La colonisation des mémoires

Entre 1520 et 1620, la confrontation entre les conquérants hispaniques et les Indiens d’Amérique a lieu sur le terrain de la mémoire. Entre sociétés européennes et mésoaméricaines, la configuration du temps et de l’espace narratif s’avère radicalement différente. En dépit de cette dissemblance, les élites espagnoles et indigènes s’efforcèrent d’inscrire leurs histoires dans des cadres communs. L’enjeu de cette rencontre est la captation d’une mémoire locale par une pensée européenne que transforme l’expansion outre-atlantique.


Serge Gruzinski, La machine à remonter le temps. Quand l’Europe s’est mise à écrire l’histoire du monde. Fayard, 368 p., 21,90 €


Dans son nouvel ouvrage, Serge Gruzinski propose de remonter le temps et de comprendre quand, comment et pourquoi l’Europe s’est mise à écrire une histoire européenne du monde en s’intéressant au cas particulier de l’écriture du passé indigène au Mexique. Ses analyses dépassent le cadre géographique mésoaméricain puisque Gruzinski traite de processus culturels propres à l’écriture, à la mémoire et au souvenir qui appartiennent aux perceptions de l’histoire développées par des peuples non européens. Tous les continents furent touchés par l’expansion ibérique qui s’appliqua simultanément dans les domaines politique, militaire et économique, mais toutes les administrations coloniales, espagnoles et portugaises puis, plus tard, anglaises et françaises, lancèrent leurs « filets de l’histoire sur les sociétés locales qu’elles prétendaient contrôler ». Cette volonté de maîtriser le passé des peuples récemment conquis vise à capturer leur mémoire, tend à cette colonisation de l’imaginaire à laquelle Gruzinski a déjà consacré un livre stimulant.

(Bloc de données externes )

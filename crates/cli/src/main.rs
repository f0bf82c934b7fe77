// SPDX-License-Identifier: BUSL-1.1
// Copyright (c) 2026 Alfred Jean LLC

//! reef: audit pipeline for plugin and theme archives.

// Allow panic!/unwrap/expect in test code
#![cfg_attr(test, allow(clippy::panic))]
#![cfg_attr(test, allow(clippy::unwrap_used))]
#![cfg_attr(test, allow(clippy::expect_used))]

mod commands;
mod env;
mod exit_error;
mod versions;

use clap::{Parser, Subcommand};
use exit_error::ExitError;
use tracing_subscriber::EnvFilter;

#[derive(Parser)]
#[command(
    name = "reef",
    about = "Audit pipeline for plugin and theme archives",
    version
)]
struct Cli {
    #[command(subcommand)]
    command: Command,
}

#[derive(Subcommand)]
enum Command {
    /// Process job-message files through one pipeline run
    Run(commands::run::RunArgs),
    /// Poll a spool directory for job messages
    Serve(commands::serve::ServeArgs),
}

#[tokio::main]
async fn main() {
    tracing_subscriber::fmt()
        .with_env_filter(EnvFilter::try_from_default_env().unwrap_or_else(|_| EnvFilter::new("info")))
        .init();

    let cli = Cli::parse();
    let result = match cli.command {
        Command::Run(args) => commands::run::run(args).await,
        Command::Serve(args) => commands::serve::serve(args).await,
    };

    if let Err(err) = result {
        if let Some(exit) = err.downcast_ref::<ExitError>() {
            eprintln!("reef: {exit}");
            std::process::exit(exit.code);
        }
        eprintln!("reef: {err:#}");
        std::process::exit(exit_error::EXIT_CONFIG);
    }
}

Serge Gruzinski, La machine à remonter le temps. Quand l’Europe s’est mise à écrire l’histoire du monde

« La chute de l’Empire aztèque », fresque murale de Diego Rivera

Dans cette entreprise, les Européens disposent d’une conception de l’espace-temps qui a été modifiée par les lectures nouvelles de l’Antiquité que proposent les humanistes au moment de la Renaissance et par l’impact des grandes découvertes. Gruzinski évoque ainsi les apports italiens qui ont transformé la lecture des cycles de l’Histoire. Flavio Biondo, par exemple, offre une nouvelle périodisation du passé en choisissant la chute de Rome, en 410, pour délimiter l’entrée dans le Moyen Âge. Cette lente et complexe mutation des cycles successifs de l’histoire transforme les relations au temps qui devient plus linéaire et moins répétitif. L’articulation entre passé, présent et futur change et les schémas mentaux qui encadraient la pensée historique en Europe s’en trouvent bouleversés. Avec l’invention de l’Amérique, c’est au tour des structures de l’espace d’être ébranlées, tant en Europe que dans les sociétés indigènes. Les principales modalités d’appréhension de l’espace-temps par les civilisations indigènes se métamorphosent au contact de la civilisation ibérique. Celle-ci apporte ses périodisations, ses chronologies, ses discours sur les origines et donc sur les racines, et son interprétation de l’évolution historique. À en croire Francisco Lopez de Gomara : « La plus grande chose depuis la création du monde, à part l’incarnation et la mort de Celui qui l’a créé, c’est la découverte des Indes qui, par conséquent, furent appelées le nouveau monde ». Pour l’historien et chapelain de Hernan Cortés, l’importance de cette rencontre de la chrétienté et du Nouveau Monde fut essentielle, d’autant plus que l’Amérique était inconnue de tous et surtout que la Bible n’y faisait pas allusion.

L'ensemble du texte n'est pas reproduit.